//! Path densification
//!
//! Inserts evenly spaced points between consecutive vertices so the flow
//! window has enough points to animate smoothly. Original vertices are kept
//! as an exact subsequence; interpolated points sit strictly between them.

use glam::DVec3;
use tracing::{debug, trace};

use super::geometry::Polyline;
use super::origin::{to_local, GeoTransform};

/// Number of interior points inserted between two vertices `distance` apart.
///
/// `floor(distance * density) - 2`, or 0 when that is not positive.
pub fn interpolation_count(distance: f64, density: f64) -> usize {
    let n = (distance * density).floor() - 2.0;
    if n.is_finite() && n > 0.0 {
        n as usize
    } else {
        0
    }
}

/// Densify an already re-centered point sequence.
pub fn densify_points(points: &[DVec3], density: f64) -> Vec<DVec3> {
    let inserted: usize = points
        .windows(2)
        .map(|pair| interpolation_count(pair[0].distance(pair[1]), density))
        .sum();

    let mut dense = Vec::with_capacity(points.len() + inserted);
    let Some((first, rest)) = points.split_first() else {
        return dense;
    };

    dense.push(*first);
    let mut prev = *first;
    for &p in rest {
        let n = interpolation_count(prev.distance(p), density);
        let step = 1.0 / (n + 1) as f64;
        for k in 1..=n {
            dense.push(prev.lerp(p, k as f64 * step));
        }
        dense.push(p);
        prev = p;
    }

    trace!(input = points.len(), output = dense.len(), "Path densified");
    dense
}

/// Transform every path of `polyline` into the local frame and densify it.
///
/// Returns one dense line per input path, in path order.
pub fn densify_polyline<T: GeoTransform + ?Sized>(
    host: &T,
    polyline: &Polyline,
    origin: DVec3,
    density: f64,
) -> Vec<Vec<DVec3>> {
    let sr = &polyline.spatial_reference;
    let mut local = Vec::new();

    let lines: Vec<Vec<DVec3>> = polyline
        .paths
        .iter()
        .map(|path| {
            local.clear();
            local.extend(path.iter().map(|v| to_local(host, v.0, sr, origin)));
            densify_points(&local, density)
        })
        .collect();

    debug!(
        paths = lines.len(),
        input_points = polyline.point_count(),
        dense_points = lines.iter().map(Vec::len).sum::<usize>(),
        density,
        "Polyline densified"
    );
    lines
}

•••••

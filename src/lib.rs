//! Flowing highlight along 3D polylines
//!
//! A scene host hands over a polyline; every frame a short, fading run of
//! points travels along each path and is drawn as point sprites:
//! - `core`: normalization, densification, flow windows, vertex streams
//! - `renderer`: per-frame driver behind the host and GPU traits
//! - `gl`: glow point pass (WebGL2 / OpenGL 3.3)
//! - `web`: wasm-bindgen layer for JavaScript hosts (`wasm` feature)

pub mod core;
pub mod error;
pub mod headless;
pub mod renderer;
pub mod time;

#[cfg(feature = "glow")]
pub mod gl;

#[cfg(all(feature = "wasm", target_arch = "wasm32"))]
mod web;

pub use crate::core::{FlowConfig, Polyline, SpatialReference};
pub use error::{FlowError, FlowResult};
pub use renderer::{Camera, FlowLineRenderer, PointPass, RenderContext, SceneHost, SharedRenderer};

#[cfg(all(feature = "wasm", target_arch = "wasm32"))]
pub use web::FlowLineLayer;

•••••

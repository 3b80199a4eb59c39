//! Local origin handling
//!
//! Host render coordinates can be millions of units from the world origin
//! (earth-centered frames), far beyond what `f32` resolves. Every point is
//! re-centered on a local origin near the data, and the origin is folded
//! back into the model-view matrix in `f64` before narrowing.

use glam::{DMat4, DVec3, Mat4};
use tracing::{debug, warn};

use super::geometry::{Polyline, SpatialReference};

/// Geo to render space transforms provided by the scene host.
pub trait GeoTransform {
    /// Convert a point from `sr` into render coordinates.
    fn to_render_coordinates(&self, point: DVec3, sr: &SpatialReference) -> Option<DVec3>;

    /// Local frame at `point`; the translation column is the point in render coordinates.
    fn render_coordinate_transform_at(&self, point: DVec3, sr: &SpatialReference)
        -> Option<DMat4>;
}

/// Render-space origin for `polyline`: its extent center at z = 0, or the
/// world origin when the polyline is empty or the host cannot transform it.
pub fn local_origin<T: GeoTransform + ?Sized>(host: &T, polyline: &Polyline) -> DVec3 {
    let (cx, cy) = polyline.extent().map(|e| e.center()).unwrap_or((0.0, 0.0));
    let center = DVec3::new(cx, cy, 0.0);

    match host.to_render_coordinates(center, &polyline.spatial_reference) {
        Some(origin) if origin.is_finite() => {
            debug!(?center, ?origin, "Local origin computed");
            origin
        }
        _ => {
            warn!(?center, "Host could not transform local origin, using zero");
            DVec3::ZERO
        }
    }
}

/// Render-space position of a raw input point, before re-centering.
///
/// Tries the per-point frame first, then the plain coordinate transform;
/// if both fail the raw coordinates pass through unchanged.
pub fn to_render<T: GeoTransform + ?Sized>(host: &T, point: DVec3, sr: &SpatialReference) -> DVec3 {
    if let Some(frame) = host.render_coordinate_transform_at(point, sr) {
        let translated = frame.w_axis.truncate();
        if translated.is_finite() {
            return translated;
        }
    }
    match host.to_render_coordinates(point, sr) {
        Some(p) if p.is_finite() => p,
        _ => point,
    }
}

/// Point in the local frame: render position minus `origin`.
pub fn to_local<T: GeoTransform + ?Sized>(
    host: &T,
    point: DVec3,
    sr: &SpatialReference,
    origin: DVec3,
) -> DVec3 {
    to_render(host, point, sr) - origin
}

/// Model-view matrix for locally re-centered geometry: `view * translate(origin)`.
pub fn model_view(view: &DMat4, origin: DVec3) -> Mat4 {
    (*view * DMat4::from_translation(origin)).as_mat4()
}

•••••

**Exercise details**
Report all lines of the material that contain the word "iter".

**Task solution**
        .iter()
            local.extend(path.iter().map(|v| to_local(host, v.0, sr, origin)));
        dense_points = lines.iter().map(Vec::len).sum::<usize>(),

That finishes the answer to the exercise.